ACTION ITEM: Every line of the material that mentions the word "recipient" should be copied out.

#### SUPPLIED MATERIAL ####

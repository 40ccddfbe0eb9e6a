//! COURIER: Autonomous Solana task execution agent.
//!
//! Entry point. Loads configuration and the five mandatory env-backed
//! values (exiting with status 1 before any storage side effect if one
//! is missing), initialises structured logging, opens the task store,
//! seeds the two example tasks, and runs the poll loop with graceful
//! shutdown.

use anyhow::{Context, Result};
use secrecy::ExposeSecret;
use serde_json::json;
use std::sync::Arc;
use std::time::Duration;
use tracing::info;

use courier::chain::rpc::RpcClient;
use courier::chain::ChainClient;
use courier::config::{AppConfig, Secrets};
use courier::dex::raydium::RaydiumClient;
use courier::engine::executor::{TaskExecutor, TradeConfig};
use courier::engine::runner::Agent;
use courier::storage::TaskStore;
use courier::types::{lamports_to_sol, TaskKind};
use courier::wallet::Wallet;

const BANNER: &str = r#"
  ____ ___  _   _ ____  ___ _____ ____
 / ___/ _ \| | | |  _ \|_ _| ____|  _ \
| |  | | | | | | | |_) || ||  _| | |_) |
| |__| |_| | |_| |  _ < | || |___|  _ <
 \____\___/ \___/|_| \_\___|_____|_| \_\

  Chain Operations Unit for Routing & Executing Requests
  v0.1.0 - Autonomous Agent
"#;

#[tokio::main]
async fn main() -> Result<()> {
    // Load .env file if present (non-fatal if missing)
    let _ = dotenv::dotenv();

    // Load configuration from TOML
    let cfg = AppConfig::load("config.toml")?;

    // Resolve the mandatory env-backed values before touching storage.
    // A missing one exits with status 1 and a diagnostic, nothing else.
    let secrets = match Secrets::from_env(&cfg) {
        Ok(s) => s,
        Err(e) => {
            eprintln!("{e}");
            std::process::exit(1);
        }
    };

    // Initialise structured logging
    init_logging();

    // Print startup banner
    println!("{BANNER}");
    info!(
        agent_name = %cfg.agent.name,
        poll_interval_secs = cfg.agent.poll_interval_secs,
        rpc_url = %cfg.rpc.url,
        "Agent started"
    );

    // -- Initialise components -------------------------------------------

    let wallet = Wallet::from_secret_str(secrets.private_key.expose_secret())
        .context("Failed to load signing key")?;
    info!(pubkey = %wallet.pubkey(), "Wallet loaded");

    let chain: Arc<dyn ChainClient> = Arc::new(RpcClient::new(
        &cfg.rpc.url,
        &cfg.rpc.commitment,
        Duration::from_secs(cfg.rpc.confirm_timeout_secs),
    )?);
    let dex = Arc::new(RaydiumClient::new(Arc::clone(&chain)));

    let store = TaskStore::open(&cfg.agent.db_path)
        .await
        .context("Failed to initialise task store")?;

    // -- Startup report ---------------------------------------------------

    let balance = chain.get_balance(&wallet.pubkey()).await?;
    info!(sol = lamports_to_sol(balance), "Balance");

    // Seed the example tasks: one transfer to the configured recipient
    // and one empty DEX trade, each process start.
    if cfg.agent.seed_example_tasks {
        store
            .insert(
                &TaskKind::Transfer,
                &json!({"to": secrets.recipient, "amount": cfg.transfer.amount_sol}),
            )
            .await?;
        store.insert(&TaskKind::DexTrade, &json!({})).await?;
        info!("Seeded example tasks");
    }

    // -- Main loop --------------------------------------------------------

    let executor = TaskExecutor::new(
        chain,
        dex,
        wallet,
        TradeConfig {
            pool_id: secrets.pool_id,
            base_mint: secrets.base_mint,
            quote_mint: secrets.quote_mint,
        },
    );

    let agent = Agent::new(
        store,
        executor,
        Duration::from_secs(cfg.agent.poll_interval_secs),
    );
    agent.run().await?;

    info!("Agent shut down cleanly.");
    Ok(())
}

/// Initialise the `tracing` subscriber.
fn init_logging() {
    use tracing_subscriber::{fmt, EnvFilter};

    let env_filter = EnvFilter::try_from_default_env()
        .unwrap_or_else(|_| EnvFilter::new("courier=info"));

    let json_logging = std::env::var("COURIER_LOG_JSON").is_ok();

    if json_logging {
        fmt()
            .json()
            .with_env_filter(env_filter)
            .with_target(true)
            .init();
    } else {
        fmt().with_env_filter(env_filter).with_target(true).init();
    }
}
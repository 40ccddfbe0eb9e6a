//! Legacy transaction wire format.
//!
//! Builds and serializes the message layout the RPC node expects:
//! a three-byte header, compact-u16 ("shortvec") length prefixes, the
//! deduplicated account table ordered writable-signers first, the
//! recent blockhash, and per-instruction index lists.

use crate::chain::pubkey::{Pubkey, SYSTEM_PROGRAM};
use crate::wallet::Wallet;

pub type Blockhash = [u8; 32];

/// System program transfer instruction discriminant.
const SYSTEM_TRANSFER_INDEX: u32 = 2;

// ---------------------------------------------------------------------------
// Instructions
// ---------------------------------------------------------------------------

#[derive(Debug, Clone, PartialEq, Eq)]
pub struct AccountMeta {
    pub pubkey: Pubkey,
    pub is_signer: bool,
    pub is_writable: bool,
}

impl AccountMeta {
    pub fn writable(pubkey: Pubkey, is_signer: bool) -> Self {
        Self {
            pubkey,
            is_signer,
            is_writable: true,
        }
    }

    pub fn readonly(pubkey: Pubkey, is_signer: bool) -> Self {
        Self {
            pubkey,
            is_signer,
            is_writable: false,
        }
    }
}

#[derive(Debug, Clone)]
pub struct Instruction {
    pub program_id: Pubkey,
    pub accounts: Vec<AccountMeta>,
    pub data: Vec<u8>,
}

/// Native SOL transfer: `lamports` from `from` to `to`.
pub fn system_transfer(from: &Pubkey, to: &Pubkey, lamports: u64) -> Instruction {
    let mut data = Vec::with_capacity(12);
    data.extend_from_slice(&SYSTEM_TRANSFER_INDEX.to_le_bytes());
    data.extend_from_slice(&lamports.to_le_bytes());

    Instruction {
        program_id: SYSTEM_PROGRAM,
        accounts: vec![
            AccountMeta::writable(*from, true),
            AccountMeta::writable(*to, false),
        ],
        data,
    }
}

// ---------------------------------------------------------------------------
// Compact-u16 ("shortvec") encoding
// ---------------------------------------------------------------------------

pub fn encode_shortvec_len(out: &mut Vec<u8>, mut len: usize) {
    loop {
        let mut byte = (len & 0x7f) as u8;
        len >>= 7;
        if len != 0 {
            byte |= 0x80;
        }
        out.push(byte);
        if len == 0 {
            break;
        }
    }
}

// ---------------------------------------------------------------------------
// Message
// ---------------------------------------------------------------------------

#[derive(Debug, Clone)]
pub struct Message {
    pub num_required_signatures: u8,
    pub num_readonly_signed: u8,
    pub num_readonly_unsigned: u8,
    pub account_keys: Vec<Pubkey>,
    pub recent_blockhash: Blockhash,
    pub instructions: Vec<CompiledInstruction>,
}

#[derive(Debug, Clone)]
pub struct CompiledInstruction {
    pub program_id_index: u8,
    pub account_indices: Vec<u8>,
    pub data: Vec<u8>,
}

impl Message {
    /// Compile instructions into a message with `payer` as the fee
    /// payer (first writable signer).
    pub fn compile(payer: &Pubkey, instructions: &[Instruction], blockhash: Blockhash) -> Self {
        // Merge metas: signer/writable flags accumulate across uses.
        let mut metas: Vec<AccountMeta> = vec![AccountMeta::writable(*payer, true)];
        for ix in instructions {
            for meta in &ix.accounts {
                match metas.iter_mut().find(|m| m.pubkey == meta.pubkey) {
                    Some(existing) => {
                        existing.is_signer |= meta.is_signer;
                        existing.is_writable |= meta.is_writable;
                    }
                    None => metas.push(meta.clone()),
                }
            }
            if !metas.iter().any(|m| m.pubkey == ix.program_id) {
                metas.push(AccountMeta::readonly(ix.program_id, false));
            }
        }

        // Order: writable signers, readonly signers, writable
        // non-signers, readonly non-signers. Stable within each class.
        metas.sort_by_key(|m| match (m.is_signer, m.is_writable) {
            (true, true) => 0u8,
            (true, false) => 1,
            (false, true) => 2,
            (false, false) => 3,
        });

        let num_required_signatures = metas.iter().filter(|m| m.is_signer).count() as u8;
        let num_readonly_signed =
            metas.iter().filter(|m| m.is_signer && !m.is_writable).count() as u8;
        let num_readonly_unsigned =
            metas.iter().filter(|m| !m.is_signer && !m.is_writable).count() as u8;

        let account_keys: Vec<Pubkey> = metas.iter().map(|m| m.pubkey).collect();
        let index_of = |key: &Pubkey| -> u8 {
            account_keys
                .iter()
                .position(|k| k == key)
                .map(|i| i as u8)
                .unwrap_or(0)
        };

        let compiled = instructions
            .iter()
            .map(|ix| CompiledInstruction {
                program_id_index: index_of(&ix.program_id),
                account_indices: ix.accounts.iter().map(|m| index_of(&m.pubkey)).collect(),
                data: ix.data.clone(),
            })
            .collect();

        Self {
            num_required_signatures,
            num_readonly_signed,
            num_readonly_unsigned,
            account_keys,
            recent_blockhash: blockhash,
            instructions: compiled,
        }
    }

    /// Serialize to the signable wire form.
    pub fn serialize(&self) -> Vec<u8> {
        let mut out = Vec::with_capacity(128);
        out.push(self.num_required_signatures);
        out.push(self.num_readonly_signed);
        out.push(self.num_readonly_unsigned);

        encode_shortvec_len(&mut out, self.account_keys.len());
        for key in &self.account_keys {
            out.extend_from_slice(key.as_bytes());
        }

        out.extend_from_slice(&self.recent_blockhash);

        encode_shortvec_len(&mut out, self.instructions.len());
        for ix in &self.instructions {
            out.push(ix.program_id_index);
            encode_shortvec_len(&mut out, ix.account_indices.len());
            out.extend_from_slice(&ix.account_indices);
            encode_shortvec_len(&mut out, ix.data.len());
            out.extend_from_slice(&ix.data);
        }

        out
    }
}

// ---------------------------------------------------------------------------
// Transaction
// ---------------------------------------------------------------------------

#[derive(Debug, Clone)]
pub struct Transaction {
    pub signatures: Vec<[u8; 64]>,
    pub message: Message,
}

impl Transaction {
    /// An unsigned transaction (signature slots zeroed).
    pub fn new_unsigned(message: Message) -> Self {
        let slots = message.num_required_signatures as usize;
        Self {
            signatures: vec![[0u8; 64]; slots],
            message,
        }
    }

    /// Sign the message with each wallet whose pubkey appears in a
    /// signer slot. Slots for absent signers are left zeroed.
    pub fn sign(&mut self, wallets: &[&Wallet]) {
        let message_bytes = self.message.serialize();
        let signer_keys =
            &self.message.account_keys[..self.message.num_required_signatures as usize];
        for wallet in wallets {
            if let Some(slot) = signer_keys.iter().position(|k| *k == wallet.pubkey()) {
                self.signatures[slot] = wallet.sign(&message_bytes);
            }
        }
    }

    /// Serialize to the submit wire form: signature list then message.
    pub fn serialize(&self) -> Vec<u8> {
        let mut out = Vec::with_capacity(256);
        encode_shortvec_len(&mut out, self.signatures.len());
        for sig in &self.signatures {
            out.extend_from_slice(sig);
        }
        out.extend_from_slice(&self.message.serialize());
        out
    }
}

####

REPLY:
    // Seed the example tasks: one transfer to the configured recipient
                &json!({"to": secrets.recipient, "amount": cfg.transfer.amount_sol}),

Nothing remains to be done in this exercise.